«O Douro vai deixar de ganhar 800 milhões de euros em 2011 porque não apostou nos nichos que há dois anos eu recomendei e que considero que não sofrerão com a crise», afirmou Jack Soifer que nasceu no Brasil e é de nacionalidade sueca. Este consultor escolheu viver em Portugal. Escreveu vários livros e fez cerca de 300 consultorias em 11 países, como a Rússia, Brasil, Angola, China ou Estados Unidos da América (EUA).
Jack Soifer, que falava à margem dos trabalhos da
Conferência Internacional de Turismo que decorre em Vila Real, diz que são muitos os nichos em que o Douro deveria apostar e que «são valor acrescentado» para este território, como o turismo de natureza, de flores, gastronómico ou o birdwatching (observação de pássaros).
«Isto dá muito dinheiro. Estes turistas gastam muito dinheiro e não vêm na alta estação, vêm em Outubro ou Novembro ou então em Março», salienta.
Jack Soifer considera que o Douro «já tem tudo». Por isso, afirma, que «não precisa de mais infra-estruturas, de mais camas. Talvez pintar algum prédio, recuperar alguma coisa, mas construir de raiz não. O que precisa é sobretudo de organização».
O especialista refere que, neste território, ainda há muitas pessoas nas organizações e instituições, que influenciam mas não são do sector do turismo, e que as que são do sector «estão ultrapassadas».
«Hoje em dia a Internet mudou tudo, e esta nova Internet e novo turista está muito bem informado, sabe bem o que quer e tem altas expectativas quando chegam aqui», sublinha.
Jack Soifer defende a criação de um cluster no Douro, que agrupe mais sectores de actividade que funcionem à volta do turismo.

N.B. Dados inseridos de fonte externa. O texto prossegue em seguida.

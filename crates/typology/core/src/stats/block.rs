//! Stat block - the four axes every character is measured on.
//!
//! A [`StatBlock`] is immutable once composed. The only way to obtain a
//! different block for a character is through the edit layer, which derives a
//! new block and records the change in the breakdown.

use crate::config::EngineConfig;

/// The four stat axes.
///
/// - **Willpower**: drive, conviction, force of action
/// - **Intelligence**: analysis, insight, pattern recognition
/// - **Spirit**: emotional resonance, morale, presence
/// - **Vitality**: physical endurance, sensory grounding
#[derive(
    Clone,
    Copy,
    Debug,
    PartialEq,
    Eq,
    PartialOrd,
    Ord,
    Hash,
    strum::Display,
    strum::EnumString,
    strum::AsRefStr,
)]
#[cfg_attr(feature = "serde", derive(serde::Serialize, serde::Deserialize))]
#[cfg_attr(feature = "serde", serde(rename_all = "snake_case"))]
#[strum(serialize_all = "snake_case", ascii_case_insensitive)]
#[repr(u8)]
pub enum StatAxis {
    Willpower = 0,
    Intelligence = 1,
    Spirit = 2,
    Vitality = 3,
}

impl StatAxis {
    /// Total number of axes.
    pub const COUNT: usize = 4;

    /// Returns all axes in display order.
    pub const fn all() -> [StatAxis; Self::COUNT] {
        [
            StatAxis::Willpower,
            StatAxis::Intelligence,
            StatAxis::Spirit,
            StatAxis::Vitality,
        ]
    }

    #[inline]
    pub const fn as_index(self) -> usize {
        self as usize
    }

    /// Three-letter abbreviation used on compact stat cards.
    pub const fn abbreviation(self) -> &'static str {
        match self {
            StatAxis::Willpower => "WIL",
            StatAxis::Intelligence => "INT",
            StatAxis::Spirit => "SPI",
            StatAxis::Vitality => "VIT",
        }
    }
}

/// Final stat values of a character, each within `[MIN_STAT, MAX_STAT]`.
#[derive(Clone, Copy, Debug, PartialEq, Eq, Hash)]
#[cfg_attr(feature = "serde", derive(serde::Serialize, serde::Deserialize))]
pub struct StatBlock {
    pub willpower: i32,
    pub intelligence: i32,
    pub spirit: i32,
    pub vitality: i32,
}

impl StatBlock {
    pub const fn new(willpower: i32, intelligence: i32, spirit: i32, vitality: i32) -> Self {
        Self {
            willpower,
            intelligence,
            spirit,
            vitality,
        }
    }

    /// Block with every axis set to the same value.
    pub const fn uniform(value: i32) -> Self {
        Self::new(value, value, value, value)
    }

    /// The block used when no cognitive-priority ordering is available.
    pub const fn neutral() -> Self {
        Self::uniform(EngineConfig::NEUTRAL_STAT)
    }

    #[inline]
    pub const fn get(&self, axis: StatAxis) -> i32 {
        match axis {
            StatAxis::Willpower => self.willpower,
            StatAxis::Intelligence => self.intelligence,
            StatAxis::Spirit => self.spirit,
            StatAxis::Vitality => self.vitality,
        }
    }

    /// Returns a copy with one axis replaced.
    #[must_use]
    pub const fn with(mut self, axis: StatAxis, value: i32) -> Self {
        match axis {
            StatAxis::Willpower => self.willpower = value,
            StatAxis::Intelligence => self.intelligence = value,
            StatAxis::Spirit => self.spirit = value,
            StatAxis::Vitality => self.vitality = value,
        }
        self
    }

    /// Builds a block by evaluating `f` once per axis.
    pub fn from_fn(mut f: impl FnMut(StatAxis) -> i32) -> Self {
        Self::new(
            f(StatAxis::Willpower),
            f(StatAxis::Intelligence),
            f(StatAxis::Spirit),
            f(StatAxis::Vitality),
        )
    }

    /// Clamps every axis to `[MIN_STAT, MAX_STAT]`.
    #[must_use]
    pub fn clamped(self) -> Self {
        Self::from_fn(|axis| clamp_stat(self.get(axis)))
    }

    /// Sum of all four axes.
    pub const fn total(&self) -> i32 {
        self.willpower + self.intelligence + self.spirit + self.vitality
    }

    /// The highest axis. Ties resolve to the first axis in display order.
    pub fn dominant_axis(&self) -> StatAxis {
        let mut best = StatAxis::Willpower;
        for axis in StatAxis::all() {
            if self.get(axis) > self.get(best) {
                best = axis;
            }
        }
        best
    }

    /// Iterates `(axis, value)` pairs in display order.
    pub fn iter(&self) -> impl Iterator<Item = (StatAxis, i32)> + '_ {
        StatAxis::all().into_iter().map(|axis| (axis, self.get(axis)))
    }
}

impl Default for StatBlock {
    fn default() -> Self {
        Self::neutral()
    }
}

/// Clamps a single stat value to the legal range.
#[inline]
pub fn clamp_stat(value: i32) -> i32 {
    value.clamp(EngineConfig::MIN_STAT, EngineConfig::MAX_STAT)
}

/// Sparse per-axis stat overrides.
///
/// A present value replaces the computed value for that axis verbatim
/// (only clamping still applies).
#[derive(Clone, Copy, Debug, Default, PartialEq, Eq, Hash)]
#[cfg_attr(feature = "serde", derive(serde::Serialize, serde::Deserialize))]
#[cfg_attr(feature = "serde", serde(default))]
pub struct StatOverrides {
    pub willpower: Option<i32>,
    pub intelligence: Option<i32>,
    pub spirit: Option<i32>,
    pub vitality: Option<i32>,
}

impl StatOverrides {
    /// No overrides at all.
    pub const EMPTY: Self = Self {
        willpower: None,
        intelligence: None,
        spirit: None,
        vitality: None,
    };

    #[inline]
    pub const fn get(&self, axis: StatAxis) -> Option<i32> {
        match axis {
            StatAxis::Willpower => self.willpower,
            StatAxis::Intelligence => self.intelligence,
            StatAxis::Spirit => self.spirit,
            StatAxis::Vitality => self.vitality,
        }
    }

    /// Returns a copy with one axis overridden.
    #[must_use]
    pub const fn with(mut self, axis: StatAxis, value: i32) -> Self {
        match axis {
            StatAxis::Willpower => self.willpower = Some(value),
            StatAxis::Intelligence => self.intelligence = Some(value),
            StatAxis::Spirit => self.spirit = Some(value),
            StatAxis::Vitality => self.vitality = Some(value),
        }
        self
    }

    /// Layers `other` on top of `self`; values present in `other` win.
    #[must_use]
    pub fn merged(self, other: &StatOverrides) -> Self {
        Self {
            willpower: other.willpower.or(self.willpower),
            intelligence: other.intelligence.or(self.intelligence),
            spirit: other.spirit.or(self.spirit),
            vitality: other.vitality.or(self.vitality),
        }
    }

    pub const fn is_empty(&self) -> bool {
        self.willpower.is_none()
            && self.intelligence.is_none()
            && self.spirit.is_none()
            && self.vitality.is_none()
    }

    /// Overrides every axis with the values of `block`.
    pub const fn from_block(block: &StatBlock) -> Self {
        Self {
            willpower: Some(block.willpower),
            intelligence: Some(block.intelligence),
            spirit: Some(block.spirit),
            vitality: Some(block.vitality),
        }
    }
}

#[cfg(test)]
mod tests {
    use super::*;

    #[test]
    fn clamping_respects_bounds() {
        let block = StatBlock::new(-3, 25, 20, 0).clamped();
        assert_eq!(block, StatBlock::new(0, 20, 20, 0));
    }

    #[test]
    fn dominant_axis_prefers_display_order_on_ties() {
        let block = StatBlock::new(10, 14, 14, 4);
        assert_eq!(block.dominant_axis(), StatAxis::Intelligence);
        assert_eq!(StatBlock::neutral().dominant_axis(), StatAxis::Willpower);
    }

    #[test]
    fn merged_overrides_prefer_newer_values() {
        let generated = StatOverrides::EMPTY.with(StatAxis::Spirit, 3);
        let edits = StatOverrides::EMPTY
            .with(StatAxis::Spirit, 9)
            .with(StatAxis::Willpower, 15);

        let merged = generated.merged(&edits);
        assert_eq!(merged.spirit, Some(9));
        assert_eq!(merged.willpower, Some(15));
        assert_eq!(merged.vitality, None);
        assert!(StatOverrides::EMPTY.is_empty());
    }

    #[test]
    fn axis_names_parse_case_insensitively() {
        assert_eq!("Willpower".parse::<StatAxis>().unwrap(), StatAxis::Willpower);
        assert_eq!(StatAxis::Vitality.to_string(), "vitality");
    }
}
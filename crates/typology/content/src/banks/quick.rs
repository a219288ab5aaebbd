use typology_core::systems::{InstinctCenter, InstinctRealm, Pole};
use typology_core::{Aspect, EnneagramType, Instinct, QuizBank, QuizStrategy};

use super::{pick, question, split};

/// Short questionnaire: broad questions scored on poles and centers.
pub fn quick_bank() -> QuizBank {
    use Aspect::*;
    use EnneagramType::*;

    let mut bank = QuizBank::new(QuizStrategy::Quick);

    bank.attitudinal = vec![
        question(
            "ap-1",
            "A group project stalls. What do you do first?",
            [
                pick("Take the lead and assign tasks", Volition, 2),
                pick("Find the flaw in the plan", Logic, 2),
                pick("Lift everyone's spirits", Emotion, 2),
                pick("Order food and set up the room", Physics, 2),
            ],
        ),
        question(
            "ap-2",
            "Which criticism stings least?",
            [
                pick("You are too stubborn", Volition, 1),
                pick("You overthink things", Logic, 1),
                pick("You are too dramatic", Emotion, 1),
                pick("You care too much about comfort", Physics, 1),
            ],
        ),
        question(
            "ap-3",
            "A perfect day off is...",
            [
                split("A hike with a goal at the summit", [(Physics, 1), (Volition, 1)]),
                split("A long debate over dinner", [(Logic, 1), (Emotion, 1)]),
                split("A museum, alone, at my own pace", [(Logic, 1), (Volition, 1)]),
                split("Cooking for friends", [(Physics, 1), (Emotion, 1)]),
            ],
        ),
        question(
            "ap-4",
            "People come to you for...",
            [
                pick("Decisions", Volition, 2),
                pick("Explanations", Logic, 2),
                pick("Encouragement", Emotion, 2),
                pick("Practical help", Physics, 2),
            ],
        ),
    ];

    bank.enneagram_types = vec![
        question(
            "enn-1",
            "Under pressure you worry most about...",
            [
                split("Being wrong or careless", [(One, 2), (Six, 1)]),
                split("Being unwanted or a failure", [(Two, 1), (Three, 2)]),
                split("Being ordinary or incompetent", [(Four, 2), (Five, 1)]),
                split("Being trapped or controlled", [(Seven, 1), (Eight, 2)]),
                pick("Conflict breaking the peace", Nine, 2),
            ],
        ),
        question(
            "enn-2",
            "What do you reach for when things fall apart?",
            [
                pick("A clear standard to hold to", One, 2),
                pick("Someone who needs me", Two, 2),
                pick("A win to prove myself", Three, 2),
                pick("A feeling that is truly mine", Four, 2),
                pick("Time alone to understand it", Five, 2),
                pick("A plan for every outcome", Six, 2),
                pick("The next exciting thing", Seven, 2),
                pick("Control of the situation", Eight, 2),
                pick("Something calm and familiar", Nine, 2),
            ],
        ),
        question(
            "enn-3",
            "Your anger usually...",
            [
                split("Comes out as blunt force", [(Eight, 2), (Seven, 1)]),
                split("Turns into quiet resentment", [(One, 1), (Nine, 2)]),
                split("Gets swallowed to keep the mood", [(Two, 2), (Three, 1)]),
                split("Withdraws into my head", [(Five, 2), (Four, 1)]),
                pick("Jumps between doubt and defiance", Six, 2),
            ],
        ),
    ];

    bank.enneagram_instincts = vec![
        question(
            "enn-inst-1",
            "Entering a new place, you notice first...",
            [
                pick("Where the exits, food and seats are", Instinct::SelfPreservation, 2),
                pick("Who is in charge and who knows whom", Instinct::Social, 2),
                pick("The one person who draws you in", Instinct::Sexual, 2),
            ],
        ),
        question(
            "enn-inst-2",
            "What would you least like to lose?",
            [
                pick("My security and routines", Instinct::SelfPreservation, 1),
                pick("My place in the community", Instinct::Social, 1),
                pick("My most intense connection", Instinct::Sexual, 1),
            ],
        ),
    ];

    bank.mbti_poles = vec![
        question(
            "mbti-ei",
            "After a busy week you recharge by...",
            [
                pick("Going out with people", Pole::E, 2),
                pick("Staying in alone", Pole::I, 2),
            ],
        ),
        question(
            "mbti-sn",
            "You trust more...",
            [
                pick("What you can see and verify", Pole::S, 2),
                pick("Patterns and possibilities", Pole::N, 2),
            ],
        ),
        question(
            "mbti-tf",
            "A hard decision is settled by...",
            [
                pick("The most logical outcome", Pole::T, 2),
                pick("Who it affects and how", Pole::F, 2),
            ],
        ),
        question(
            "mbti-jp",
            "Plans are...",
            [
                pick("Made early and kept", Pole::J, 2),
                pick("Loose and open to change", Pole::P, 2),
            ],
        ),
    ];

    bank.socionics_poles = vec![
        question(
            "soc-ei",
            "Your energy flows toward...",
            [
                pick("Objects and events out there", Pole::E, 2),
                pick("Relationships between things", Pole::I, 2),
            ],
        ),
        question(
            "soc-sn",
            "You are better at...",
            [
                pick("Handling the present moment", Pole::S, 2),
                pick("Sensing where things are heading", Pole::N, 2),
            ],
        ),
        question(
            "soc-tf",
            "In a team you manage...",
            [
                pick("Facts, methods and efficiency", Pole::T, 2),
                pick("Mood, trust and morale", Pole::F, 2),
            ],
        ),
        question(
            "soc-jp",
            "You work best...",
            [
                pick("On a steady, planned rhythm", Pole::J, 2),
                pick("In bursts when the moment feels right", Pole::P, 2),
            ],
        ),
    ];

    bank.instinct_centers = vec![
        question(
            "xi-center-1",
            "What keeps you up at night?",
            [
                pick("Whether I can take care of myself", InstinctCenter::Survival, 2),
                pick("Whether I am close to the right people", InstinctCenter::Interpersonal, 2),
                pick("Whether my life means something", InstinctCenter::Purpose, 2),
            ],
        ),
        question(
            "xi-center-2",
            "You feel most alive when...",
            [
                pick("I am strong and prepared", InstinctCenter::Survival, 1),
                pick("I belong somewhere", InstinctCenter::Interpersonal, 1),
                pick("I am chasing something bigger", InstinctCenter::Purpose, 1),
            ],
        ),
    ];

    bank.instinct_realms = vec![
        question(
            "xi-realm-1",
            "Which describes you best?",
            [
                pick("I endure what others cannot", InstinctRealm::Fortitude, 2),
                pick("I make sure we are safe", InstinctRealm::Security, 2),
                pick("I master myself before anything else", InstinctRealm::SelfMastery, 2),
                pick("I stand by my allies", InstinctRealm::Allyship, 2),
                pick("I make people work together", InstinctRealm::Cooperation, 2),
                pick("I need to be part of something", InstinctRealm::Belonging, 2),
                pick("I want to leave a mark", InstinctRealm::Significance, 2),
                pick("I need to see what is out there", InstinctRealm::Exploration, 2),
                pick("I seek to merge with something greater", InstinctRealm::Union, 2),
            ],
        ),
        question(
            "xi-realm-2",
            "In a crisis you...",
            [
                split(
                    "Hold the line and protect what is ours",
                    [(InstinctRealm::Fortitude, 1), (InstinctRealm::Security, 1)],
                ),
                split(
                    "Rally people and split the work",
                    [(InstinctRealm::Cooperation, 1), (InstinctRealm::Allyship, 1)],
                ),
                split(
                    "Look for the meaning in it",
                    [(InstinctRealm::Significance, 1), (InstinctRealm::Union, 1)],
                ),
                split(
                    "Find a way out nobody has tried",
                    [(InstinctRealm::Exploration, 1), (InstinctRealm::SelfMastery, 1)],
                ),
            ],
        ),
    ];

    bank
}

Segundo refere, um turista gasta em média por dia, para além do hotel e viagem, 31,70 euros no Algarve, 50 euros no norte do país e 70 euros na grande Lisboa, enquanto que na Bélgica ou França, o gasto médio diário é de 170 euros.
«E porque gastam mais nestes países? Porque cada elo da cadeia de serviços de turismo vende os demais elos, ou seja, o taxista promove o restaurante ou o concerto, o hotel promove os museus ou os monumentos», explica.
Para o especialista, desta forma motiva-se o turista a estar activo as «15 horas por dia. É preciso organizar, motivar e explicar», sublinha.